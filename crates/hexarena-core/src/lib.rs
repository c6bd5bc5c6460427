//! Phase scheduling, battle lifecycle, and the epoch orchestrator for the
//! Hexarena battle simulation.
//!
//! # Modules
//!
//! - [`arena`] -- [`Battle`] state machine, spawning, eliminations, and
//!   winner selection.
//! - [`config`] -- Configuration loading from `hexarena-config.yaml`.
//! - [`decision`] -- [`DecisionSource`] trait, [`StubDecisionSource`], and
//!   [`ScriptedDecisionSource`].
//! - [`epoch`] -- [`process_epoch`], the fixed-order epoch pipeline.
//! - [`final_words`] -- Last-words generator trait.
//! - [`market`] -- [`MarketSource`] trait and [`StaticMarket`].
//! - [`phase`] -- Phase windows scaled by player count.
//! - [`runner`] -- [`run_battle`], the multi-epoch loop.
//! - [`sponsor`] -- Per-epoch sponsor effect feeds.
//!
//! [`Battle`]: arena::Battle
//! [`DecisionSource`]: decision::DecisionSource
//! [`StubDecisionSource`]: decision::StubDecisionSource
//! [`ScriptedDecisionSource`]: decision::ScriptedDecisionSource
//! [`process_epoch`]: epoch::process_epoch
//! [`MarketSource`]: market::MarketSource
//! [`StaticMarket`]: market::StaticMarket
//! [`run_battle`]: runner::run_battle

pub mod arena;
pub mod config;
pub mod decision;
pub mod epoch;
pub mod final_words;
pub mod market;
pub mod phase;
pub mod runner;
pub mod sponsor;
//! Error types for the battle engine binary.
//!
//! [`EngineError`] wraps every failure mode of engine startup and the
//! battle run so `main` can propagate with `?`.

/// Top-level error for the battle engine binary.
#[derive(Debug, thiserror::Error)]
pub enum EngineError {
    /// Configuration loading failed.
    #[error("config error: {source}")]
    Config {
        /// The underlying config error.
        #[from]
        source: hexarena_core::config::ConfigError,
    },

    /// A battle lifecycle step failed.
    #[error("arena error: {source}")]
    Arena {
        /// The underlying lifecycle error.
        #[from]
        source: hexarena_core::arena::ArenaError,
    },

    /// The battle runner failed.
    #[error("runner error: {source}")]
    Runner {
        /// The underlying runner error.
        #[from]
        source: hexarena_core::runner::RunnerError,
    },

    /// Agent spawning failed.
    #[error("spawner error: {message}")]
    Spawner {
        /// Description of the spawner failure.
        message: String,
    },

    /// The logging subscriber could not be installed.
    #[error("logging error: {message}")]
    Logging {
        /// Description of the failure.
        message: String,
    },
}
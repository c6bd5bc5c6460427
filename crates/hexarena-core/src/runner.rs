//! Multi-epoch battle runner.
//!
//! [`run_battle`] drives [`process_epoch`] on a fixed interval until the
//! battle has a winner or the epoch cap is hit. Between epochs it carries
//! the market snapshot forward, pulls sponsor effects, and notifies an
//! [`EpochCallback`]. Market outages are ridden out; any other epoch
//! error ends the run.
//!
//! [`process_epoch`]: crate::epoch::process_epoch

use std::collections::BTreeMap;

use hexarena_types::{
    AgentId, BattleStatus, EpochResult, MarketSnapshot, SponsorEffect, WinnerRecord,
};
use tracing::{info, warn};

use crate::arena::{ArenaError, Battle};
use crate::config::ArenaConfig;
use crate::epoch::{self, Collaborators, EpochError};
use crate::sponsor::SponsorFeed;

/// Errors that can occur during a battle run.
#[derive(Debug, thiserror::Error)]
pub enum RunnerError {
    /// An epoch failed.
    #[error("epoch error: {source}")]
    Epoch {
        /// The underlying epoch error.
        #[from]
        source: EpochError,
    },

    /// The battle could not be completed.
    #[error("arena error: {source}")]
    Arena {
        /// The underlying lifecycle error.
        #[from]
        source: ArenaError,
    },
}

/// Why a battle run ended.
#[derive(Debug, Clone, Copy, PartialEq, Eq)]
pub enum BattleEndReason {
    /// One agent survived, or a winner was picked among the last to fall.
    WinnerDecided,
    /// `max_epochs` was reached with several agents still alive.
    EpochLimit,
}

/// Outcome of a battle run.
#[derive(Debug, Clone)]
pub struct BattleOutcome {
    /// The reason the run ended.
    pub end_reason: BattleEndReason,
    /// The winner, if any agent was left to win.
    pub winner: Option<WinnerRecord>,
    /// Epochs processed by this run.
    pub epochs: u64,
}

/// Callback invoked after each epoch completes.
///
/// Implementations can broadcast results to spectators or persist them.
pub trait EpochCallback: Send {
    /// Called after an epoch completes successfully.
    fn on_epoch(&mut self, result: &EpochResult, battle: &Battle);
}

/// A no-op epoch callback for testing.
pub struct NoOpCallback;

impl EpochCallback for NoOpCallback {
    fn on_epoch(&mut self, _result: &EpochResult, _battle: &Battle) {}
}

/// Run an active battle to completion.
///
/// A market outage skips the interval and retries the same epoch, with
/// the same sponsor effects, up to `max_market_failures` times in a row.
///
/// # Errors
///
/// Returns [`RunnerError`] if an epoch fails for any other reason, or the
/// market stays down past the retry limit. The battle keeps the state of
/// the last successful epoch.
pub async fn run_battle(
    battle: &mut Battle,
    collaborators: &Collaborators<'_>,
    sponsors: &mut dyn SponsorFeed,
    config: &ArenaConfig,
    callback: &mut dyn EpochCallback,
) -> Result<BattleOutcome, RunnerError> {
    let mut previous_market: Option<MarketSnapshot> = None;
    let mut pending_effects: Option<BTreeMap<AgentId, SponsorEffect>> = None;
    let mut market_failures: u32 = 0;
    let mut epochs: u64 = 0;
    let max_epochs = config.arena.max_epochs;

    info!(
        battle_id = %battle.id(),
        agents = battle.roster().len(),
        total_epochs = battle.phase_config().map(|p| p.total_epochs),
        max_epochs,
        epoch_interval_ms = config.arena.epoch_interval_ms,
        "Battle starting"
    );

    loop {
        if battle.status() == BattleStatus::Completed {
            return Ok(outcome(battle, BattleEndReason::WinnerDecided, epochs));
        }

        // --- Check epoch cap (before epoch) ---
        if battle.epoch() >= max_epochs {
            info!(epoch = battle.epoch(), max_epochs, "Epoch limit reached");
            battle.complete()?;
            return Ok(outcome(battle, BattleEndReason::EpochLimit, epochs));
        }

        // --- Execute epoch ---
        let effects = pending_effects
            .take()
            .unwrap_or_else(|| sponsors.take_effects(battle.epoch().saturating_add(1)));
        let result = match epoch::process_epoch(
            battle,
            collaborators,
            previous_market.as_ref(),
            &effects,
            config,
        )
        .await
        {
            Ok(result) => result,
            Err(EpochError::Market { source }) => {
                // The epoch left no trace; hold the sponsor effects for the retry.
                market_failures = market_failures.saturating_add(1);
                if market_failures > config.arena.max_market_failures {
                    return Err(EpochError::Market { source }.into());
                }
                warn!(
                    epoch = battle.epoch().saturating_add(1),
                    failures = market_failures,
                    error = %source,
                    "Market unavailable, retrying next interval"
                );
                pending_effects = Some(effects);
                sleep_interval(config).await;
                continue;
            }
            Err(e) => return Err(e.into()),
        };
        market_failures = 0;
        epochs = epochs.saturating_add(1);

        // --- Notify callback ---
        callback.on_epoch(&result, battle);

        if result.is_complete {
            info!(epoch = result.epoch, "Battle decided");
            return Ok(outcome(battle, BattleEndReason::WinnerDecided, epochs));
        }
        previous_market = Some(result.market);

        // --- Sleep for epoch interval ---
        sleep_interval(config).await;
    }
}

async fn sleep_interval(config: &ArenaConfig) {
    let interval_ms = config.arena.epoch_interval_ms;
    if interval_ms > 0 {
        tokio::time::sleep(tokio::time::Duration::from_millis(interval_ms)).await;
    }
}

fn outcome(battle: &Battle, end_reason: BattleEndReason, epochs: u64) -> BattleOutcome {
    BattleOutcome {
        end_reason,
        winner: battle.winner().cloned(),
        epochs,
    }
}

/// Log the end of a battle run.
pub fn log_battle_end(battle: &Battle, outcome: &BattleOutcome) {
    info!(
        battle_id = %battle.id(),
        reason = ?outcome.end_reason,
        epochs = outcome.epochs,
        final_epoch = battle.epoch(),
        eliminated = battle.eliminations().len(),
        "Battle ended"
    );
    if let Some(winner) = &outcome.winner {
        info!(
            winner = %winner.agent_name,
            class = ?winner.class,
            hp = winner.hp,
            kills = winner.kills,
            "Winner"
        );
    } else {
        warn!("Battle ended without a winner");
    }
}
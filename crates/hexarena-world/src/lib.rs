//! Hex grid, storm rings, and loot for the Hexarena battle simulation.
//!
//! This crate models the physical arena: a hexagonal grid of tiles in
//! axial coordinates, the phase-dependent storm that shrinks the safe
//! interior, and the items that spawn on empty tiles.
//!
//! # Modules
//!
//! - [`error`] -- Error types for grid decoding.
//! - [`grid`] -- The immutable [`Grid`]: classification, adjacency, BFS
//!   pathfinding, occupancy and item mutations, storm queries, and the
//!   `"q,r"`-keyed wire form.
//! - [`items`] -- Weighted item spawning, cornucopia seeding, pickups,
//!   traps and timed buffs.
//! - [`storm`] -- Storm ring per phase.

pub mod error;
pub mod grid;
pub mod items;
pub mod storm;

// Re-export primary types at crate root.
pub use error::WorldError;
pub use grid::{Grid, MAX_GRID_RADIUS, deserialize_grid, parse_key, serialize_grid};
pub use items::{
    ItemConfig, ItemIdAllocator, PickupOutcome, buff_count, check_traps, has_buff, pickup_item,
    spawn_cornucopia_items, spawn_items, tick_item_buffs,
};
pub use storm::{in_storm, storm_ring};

...

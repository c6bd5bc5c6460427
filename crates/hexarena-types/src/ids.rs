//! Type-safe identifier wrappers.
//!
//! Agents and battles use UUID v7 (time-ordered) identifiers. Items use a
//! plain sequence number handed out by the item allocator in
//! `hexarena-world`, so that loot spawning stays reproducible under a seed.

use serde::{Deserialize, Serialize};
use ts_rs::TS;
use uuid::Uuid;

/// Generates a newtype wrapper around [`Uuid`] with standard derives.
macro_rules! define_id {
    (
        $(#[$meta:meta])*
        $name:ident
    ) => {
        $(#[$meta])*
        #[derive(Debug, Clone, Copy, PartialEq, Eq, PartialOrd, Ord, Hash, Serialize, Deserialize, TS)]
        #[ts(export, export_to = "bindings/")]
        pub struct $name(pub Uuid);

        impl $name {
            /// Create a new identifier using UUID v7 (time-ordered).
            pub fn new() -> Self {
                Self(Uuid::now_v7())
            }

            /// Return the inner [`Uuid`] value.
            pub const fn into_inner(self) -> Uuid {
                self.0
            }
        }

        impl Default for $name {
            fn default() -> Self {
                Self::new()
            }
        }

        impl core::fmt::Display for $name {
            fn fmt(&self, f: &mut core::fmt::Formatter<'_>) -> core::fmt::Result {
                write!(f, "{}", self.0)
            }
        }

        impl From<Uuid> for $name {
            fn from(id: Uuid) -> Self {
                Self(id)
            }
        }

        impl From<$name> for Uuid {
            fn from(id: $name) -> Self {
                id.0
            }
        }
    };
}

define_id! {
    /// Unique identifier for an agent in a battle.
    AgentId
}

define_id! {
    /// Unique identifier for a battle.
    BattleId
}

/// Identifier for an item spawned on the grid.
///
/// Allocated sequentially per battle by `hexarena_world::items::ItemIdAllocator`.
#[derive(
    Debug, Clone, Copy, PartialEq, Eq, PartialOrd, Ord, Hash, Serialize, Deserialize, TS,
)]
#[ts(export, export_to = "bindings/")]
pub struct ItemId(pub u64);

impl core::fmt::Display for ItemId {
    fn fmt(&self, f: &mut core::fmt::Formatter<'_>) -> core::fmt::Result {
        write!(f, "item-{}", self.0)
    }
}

---

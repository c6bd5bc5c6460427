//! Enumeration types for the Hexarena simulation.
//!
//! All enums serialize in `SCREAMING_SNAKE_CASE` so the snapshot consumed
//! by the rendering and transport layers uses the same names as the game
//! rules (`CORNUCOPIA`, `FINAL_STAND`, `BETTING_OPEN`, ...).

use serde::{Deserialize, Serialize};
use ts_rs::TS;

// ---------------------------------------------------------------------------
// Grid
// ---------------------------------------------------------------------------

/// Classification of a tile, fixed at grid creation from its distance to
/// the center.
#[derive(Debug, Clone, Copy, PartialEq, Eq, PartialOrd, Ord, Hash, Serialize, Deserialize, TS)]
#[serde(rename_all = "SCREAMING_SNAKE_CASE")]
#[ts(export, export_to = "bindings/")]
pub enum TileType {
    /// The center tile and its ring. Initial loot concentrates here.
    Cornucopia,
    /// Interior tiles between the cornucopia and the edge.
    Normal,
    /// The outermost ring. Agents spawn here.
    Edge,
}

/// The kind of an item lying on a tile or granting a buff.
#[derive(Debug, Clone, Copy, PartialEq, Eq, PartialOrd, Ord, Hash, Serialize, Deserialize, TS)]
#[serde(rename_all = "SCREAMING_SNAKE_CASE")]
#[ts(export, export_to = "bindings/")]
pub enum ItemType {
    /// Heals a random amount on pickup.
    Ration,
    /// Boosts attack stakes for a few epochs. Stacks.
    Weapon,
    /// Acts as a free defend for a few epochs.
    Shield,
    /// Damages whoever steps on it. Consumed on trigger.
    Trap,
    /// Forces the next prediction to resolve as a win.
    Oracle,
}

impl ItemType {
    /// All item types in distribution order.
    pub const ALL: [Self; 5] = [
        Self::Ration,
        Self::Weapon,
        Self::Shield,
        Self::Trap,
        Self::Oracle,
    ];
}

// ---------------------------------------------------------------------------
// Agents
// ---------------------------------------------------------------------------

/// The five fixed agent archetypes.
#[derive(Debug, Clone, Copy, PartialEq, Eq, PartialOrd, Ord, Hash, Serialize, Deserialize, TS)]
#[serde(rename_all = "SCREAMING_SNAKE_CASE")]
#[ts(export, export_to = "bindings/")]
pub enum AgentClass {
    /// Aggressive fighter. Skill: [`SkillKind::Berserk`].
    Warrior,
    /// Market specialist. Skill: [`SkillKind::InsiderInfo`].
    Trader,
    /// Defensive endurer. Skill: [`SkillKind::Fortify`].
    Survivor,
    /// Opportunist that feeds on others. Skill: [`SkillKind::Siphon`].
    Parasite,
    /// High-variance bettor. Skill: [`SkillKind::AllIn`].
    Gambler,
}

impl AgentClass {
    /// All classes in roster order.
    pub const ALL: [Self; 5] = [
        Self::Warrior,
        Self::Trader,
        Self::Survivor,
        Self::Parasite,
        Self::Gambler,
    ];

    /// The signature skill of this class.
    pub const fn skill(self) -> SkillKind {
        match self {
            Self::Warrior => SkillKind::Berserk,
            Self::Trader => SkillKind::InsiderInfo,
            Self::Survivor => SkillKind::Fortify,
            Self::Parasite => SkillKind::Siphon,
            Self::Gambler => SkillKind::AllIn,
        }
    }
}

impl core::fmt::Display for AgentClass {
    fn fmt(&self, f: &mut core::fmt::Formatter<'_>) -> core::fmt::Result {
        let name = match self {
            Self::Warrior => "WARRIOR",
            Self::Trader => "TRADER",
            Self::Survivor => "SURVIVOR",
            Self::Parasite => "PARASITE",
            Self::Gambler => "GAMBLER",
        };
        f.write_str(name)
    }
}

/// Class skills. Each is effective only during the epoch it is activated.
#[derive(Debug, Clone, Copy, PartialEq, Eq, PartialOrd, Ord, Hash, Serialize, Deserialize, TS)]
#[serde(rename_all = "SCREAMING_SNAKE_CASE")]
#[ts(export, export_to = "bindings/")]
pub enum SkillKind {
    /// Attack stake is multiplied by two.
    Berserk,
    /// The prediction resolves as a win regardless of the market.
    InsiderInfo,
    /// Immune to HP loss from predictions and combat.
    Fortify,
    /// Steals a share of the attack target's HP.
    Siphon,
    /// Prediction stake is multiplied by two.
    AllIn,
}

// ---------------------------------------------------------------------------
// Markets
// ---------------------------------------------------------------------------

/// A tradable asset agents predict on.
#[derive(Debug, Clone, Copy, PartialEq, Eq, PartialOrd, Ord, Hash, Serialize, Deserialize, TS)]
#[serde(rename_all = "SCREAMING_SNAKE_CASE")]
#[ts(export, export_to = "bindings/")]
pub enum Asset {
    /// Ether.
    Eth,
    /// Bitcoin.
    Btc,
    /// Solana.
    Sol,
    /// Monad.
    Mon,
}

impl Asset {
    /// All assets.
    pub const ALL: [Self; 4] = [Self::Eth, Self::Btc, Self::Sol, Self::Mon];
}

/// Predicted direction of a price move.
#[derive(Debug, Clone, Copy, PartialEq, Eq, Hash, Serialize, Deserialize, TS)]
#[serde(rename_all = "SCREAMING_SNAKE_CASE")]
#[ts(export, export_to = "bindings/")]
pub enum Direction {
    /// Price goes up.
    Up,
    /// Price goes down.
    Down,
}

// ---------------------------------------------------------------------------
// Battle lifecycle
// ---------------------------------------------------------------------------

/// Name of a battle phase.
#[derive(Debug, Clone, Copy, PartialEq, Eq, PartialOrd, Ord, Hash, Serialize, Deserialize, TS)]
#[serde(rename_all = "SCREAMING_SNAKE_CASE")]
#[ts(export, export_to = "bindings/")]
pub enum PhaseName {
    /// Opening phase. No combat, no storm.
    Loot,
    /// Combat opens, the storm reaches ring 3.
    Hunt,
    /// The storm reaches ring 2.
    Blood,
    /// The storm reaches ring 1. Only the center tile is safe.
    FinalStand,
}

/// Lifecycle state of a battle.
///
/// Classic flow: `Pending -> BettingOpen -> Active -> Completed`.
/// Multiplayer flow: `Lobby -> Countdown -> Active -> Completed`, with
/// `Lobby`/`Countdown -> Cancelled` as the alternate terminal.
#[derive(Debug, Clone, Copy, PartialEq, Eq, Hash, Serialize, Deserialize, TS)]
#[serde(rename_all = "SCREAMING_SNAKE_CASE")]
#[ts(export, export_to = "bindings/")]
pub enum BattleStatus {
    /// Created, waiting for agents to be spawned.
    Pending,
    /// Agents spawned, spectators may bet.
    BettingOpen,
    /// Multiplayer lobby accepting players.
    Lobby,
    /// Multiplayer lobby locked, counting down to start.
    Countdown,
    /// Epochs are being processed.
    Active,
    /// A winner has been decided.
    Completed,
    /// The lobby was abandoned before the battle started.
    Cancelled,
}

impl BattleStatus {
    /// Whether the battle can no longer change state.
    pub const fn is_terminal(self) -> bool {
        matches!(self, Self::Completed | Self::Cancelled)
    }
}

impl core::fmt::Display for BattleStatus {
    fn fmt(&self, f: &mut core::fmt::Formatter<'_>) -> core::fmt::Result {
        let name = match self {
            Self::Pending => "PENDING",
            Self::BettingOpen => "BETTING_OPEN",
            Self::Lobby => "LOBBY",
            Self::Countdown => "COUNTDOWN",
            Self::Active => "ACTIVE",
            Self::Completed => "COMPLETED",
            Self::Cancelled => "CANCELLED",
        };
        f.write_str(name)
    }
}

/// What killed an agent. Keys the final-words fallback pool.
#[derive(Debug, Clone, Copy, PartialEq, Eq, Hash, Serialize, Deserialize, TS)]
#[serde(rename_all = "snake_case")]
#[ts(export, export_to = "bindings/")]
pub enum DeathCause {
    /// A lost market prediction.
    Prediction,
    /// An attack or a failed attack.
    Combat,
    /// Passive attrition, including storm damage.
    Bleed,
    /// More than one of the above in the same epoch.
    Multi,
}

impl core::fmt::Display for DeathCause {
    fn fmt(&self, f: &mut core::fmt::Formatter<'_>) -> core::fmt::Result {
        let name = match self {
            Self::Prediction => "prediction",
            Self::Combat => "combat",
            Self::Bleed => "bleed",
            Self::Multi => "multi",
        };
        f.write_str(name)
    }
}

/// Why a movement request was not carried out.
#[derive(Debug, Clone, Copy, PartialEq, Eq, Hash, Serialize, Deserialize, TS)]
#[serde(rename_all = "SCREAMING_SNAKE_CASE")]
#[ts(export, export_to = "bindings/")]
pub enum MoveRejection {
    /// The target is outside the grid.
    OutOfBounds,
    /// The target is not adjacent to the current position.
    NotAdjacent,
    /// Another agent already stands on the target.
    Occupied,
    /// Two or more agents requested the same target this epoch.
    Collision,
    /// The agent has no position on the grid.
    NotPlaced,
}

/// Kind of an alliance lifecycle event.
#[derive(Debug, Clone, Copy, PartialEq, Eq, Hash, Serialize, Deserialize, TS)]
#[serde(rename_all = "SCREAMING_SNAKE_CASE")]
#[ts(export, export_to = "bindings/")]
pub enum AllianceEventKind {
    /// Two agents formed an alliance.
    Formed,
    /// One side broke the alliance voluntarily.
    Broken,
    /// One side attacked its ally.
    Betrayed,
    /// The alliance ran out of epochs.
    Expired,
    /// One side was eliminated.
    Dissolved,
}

Exercise - Whenever "Display" occurs in a line above, copy that line.

Result of the exercise -
        impl core::fmt::Display for $name {
impl core::fmt::Display for ItemId {
impl core::fmt::Display for AgentClass {
impl core::fmt::Display for BattleStatus {
impl core::fmt::Display for DeathCause {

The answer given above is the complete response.